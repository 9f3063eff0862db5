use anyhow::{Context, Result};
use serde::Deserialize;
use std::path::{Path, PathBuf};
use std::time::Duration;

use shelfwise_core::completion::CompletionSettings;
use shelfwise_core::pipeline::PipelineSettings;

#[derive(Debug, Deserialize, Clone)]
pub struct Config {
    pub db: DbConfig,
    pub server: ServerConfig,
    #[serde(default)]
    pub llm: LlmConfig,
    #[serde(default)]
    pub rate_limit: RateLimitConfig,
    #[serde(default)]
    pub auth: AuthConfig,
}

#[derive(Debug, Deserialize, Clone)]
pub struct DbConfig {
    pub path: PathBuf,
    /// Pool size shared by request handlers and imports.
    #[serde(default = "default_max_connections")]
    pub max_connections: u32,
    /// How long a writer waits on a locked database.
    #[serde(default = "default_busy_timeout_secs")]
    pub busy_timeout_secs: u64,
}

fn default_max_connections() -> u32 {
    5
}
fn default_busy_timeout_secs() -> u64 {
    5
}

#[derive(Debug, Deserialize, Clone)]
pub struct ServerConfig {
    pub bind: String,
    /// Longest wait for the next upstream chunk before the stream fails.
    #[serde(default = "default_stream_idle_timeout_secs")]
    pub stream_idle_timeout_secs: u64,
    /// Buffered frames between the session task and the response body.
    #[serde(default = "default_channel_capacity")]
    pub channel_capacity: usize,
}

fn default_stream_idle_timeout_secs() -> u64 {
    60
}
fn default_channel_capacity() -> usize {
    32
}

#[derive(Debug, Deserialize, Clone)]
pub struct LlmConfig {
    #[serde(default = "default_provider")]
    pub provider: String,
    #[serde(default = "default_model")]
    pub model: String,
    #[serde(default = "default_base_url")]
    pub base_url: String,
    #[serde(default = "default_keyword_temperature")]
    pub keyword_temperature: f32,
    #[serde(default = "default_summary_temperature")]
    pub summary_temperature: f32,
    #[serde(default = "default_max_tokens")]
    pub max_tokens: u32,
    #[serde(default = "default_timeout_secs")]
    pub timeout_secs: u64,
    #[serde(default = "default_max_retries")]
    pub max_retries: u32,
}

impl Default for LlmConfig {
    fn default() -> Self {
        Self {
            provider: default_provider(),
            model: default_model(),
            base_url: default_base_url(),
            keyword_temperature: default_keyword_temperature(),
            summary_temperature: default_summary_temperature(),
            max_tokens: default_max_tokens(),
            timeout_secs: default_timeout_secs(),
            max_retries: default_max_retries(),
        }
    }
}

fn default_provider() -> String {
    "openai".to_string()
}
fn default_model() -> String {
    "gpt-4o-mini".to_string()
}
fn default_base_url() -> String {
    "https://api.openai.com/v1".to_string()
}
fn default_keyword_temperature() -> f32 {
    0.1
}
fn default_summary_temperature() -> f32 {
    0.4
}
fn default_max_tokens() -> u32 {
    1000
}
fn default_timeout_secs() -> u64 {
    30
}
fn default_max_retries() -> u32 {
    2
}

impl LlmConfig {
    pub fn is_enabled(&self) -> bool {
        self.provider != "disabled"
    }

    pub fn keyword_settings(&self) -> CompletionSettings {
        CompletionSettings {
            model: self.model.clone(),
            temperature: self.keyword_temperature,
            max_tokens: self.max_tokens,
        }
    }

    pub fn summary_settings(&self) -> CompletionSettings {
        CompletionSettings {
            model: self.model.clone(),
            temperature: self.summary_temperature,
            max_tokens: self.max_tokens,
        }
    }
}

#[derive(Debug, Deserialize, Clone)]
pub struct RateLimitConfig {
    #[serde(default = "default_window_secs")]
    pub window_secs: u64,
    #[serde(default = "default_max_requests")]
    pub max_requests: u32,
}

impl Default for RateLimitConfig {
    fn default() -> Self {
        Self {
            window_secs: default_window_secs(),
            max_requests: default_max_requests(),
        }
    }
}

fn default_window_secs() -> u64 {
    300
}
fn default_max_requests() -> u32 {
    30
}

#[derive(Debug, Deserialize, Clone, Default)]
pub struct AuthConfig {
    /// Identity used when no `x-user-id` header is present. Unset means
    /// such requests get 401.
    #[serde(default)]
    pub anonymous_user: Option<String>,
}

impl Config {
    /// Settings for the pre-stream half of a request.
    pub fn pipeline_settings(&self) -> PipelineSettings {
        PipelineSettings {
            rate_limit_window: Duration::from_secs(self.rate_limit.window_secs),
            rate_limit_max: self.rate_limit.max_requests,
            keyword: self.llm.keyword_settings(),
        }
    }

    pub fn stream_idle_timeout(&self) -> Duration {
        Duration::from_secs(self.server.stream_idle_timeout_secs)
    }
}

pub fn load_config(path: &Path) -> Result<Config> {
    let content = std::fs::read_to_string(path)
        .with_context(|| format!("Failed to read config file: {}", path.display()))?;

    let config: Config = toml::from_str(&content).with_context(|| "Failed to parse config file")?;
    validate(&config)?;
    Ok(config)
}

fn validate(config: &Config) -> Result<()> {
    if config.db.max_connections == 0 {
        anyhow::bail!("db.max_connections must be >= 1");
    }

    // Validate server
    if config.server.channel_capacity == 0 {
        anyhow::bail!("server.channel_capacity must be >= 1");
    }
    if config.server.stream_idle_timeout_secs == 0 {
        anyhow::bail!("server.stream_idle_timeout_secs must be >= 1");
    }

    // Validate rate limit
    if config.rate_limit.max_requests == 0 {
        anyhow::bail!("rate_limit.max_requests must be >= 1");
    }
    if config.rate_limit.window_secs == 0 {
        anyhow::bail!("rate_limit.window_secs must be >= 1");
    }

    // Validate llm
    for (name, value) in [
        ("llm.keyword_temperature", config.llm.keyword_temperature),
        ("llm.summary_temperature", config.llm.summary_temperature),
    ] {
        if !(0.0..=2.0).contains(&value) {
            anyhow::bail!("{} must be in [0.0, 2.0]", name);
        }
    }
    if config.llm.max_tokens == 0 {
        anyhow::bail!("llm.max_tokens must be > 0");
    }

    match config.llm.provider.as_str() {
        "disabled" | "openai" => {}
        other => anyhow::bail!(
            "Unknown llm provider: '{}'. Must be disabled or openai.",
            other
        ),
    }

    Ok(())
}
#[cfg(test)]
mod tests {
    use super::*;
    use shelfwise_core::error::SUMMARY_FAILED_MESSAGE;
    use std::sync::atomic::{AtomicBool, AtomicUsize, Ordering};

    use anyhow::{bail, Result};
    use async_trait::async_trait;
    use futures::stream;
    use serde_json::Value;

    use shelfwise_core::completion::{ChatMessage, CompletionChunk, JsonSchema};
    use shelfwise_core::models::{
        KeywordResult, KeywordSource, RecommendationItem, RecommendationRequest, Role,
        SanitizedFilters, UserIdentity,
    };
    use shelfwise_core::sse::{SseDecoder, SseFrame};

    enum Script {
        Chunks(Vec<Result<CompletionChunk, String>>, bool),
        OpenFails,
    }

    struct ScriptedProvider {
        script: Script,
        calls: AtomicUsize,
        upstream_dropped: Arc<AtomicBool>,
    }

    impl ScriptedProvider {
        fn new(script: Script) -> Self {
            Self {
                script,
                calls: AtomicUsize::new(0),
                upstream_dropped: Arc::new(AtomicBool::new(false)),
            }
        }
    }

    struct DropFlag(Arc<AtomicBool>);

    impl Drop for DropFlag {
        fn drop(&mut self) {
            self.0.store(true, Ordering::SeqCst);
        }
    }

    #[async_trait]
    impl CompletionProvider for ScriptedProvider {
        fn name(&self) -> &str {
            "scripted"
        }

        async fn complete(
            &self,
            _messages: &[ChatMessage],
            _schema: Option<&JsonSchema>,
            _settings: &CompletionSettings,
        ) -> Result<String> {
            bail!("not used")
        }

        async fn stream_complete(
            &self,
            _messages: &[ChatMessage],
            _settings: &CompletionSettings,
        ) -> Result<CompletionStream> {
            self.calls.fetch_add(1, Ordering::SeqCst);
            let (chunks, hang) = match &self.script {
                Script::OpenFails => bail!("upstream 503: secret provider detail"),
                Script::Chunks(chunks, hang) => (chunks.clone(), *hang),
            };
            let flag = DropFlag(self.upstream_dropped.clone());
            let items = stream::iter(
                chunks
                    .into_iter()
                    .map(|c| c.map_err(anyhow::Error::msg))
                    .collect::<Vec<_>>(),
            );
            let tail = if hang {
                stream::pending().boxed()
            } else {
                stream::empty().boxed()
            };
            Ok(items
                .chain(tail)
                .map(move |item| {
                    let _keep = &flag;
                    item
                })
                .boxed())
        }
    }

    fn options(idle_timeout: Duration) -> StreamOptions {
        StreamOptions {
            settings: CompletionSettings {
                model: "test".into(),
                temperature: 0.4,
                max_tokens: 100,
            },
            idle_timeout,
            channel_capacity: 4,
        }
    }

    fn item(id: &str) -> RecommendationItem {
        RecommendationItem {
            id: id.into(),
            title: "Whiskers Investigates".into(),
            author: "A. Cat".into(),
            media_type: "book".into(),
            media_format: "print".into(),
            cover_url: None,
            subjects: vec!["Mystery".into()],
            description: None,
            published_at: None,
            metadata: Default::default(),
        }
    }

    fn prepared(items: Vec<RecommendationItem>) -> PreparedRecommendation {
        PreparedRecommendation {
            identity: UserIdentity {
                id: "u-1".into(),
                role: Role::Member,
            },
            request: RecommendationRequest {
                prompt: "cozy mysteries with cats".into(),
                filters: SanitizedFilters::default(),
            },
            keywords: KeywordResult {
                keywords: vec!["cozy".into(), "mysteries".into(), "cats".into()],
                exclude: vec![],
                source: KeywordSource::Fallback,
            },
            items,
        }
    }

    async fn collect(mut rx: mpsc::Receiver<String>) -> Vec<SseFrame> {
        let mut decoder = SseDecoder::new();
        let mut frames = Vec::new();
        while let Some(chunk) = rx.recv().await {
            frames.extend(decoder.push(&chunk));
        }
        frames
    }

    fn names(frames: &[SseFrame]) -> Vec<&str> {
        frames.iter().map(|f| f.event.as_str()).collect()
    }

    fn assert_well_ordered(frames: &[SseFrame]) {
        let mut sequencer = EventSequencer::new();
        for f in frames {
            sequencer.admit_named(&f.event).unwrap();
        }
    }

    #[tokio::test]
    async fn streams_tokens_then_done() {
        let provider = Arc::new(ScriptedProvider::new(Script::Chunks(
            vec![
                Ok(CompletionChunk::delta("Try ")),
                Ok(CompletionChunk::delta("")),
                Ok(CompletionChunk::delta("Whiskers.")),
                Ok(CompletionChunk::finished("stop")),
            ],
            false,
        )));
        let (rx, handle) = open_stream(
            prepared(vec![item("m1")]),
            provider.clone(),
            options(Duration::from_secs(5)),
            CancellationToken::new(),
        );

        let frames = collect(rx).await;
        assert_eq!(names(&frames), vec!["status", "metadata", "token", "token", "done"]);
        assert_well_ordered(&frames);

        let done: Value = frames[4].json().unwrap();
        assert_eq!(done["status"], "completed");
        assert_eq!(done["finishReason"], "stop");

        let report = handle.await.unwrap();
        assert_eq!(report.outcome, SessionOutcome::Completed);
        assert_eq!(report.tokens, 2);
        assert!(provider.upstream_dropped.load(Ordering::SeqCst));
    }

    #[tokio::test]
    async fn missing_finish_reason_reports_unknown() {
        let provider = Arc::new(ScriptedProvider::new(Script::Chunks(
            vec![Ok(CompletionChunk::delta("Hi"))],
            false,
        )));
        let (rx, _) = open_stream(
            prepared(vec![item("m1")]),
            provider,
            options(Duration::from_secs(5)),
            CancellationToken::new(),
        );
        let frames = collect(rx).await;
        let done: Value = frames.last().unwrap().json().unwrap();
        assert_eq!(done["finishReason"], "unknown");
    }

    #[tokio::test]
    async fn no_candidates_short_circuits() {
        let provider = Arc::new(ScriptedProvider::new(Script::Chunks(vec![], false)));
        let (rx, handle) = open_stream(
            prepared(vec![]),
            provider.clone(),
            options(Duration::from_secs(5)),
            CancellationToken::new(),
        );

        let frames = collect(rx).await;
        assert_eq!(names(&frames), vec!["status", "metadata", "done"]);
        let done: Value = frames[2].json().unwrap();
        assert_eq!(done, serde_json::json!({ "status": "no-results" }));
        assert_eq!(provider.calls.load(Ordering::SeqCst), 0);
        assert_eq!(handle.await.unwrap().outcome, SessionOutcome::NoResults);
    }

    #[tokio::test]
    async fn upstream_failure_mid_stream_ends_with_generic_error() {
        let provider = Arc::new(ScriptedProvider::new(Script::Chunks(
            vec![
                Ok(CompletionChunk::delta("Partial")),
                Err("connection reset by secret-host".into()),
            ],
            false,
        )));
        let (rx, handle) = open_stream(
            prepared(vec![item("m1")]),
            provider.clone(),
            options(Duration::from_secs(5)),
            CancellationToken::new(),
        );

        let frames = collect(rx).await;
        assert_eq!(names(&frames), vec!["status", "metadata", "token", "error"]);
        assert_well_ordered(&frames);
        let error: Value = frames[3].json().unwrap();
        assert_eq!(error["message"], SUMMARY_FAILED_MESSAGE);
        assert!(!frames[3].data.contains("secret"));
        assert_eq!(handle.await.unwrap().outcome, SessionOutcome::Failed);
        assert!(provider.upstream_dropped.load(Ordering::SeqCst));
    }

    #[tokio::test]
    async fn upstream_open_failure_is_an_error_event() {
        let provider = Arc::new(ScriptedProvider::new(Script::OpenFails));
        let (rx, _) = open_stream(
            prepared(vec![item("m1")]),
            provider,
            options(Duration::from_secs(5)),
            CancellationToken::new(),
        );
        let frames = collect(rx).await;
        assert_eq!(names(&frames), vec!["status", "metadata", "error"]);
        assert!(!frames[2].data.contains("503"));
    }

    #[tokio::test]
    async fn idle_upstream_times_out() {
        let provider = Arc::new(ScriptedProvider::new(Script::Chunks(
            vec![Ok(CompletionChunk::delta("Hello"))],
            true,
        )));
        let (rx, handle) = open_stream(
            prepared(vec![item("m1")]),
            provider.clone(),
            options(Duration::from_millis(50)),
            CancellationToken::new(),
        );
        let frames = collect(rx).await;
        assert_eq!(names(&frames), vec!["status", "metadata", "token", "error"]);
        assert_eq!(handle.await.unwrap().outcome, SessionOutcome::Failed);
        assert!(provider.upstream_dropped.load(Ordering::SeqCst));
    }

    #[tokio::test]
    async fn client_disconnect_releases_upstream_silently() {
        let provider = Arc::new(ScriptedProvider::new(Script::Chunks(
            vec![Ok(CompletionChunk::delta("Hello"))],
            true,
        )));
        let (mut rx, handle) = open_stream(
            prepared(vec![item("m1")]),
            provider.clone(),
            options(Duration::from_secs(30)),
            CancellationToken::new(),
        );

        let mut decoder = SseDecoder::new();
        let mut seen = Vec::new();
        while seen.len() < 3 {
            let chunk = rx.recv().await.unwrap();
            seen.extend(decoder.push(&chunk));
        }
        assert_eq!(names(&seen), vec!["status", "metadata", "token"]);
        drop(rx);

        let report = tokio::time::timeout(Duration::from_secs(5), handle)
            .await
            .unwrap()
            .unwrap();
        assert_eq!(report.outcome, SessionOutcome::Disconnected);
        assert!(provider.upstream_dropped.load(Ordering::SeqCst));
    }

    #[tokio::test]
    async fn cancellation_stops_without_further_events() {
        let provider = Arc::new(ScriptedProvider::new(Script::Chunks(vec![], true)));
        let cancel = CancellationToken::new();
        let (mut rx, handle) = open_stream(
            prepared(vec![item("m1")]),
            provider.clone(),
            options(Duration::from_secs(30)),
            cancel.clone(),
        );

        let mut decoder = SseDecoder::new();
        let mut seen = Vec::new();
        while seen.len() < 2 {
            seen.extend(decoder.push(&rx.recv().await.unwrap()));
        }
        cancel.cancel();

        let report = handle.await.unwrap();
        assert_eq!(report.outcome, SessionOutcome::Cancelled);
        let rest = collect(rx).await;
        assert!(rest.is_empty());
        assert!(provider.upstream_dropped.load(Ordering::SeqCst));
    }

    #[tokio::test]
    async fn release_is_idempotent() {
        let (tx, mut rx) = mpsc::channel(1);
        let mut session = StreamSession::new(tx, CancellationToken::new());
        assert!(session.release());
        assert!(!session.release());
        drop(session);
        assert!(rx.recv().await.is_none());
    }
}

====================

• PROBLEM TO WORK ON
The word "items" appears in how many lines of the records? Give the number only.

• WRITTEN RESPONSE
4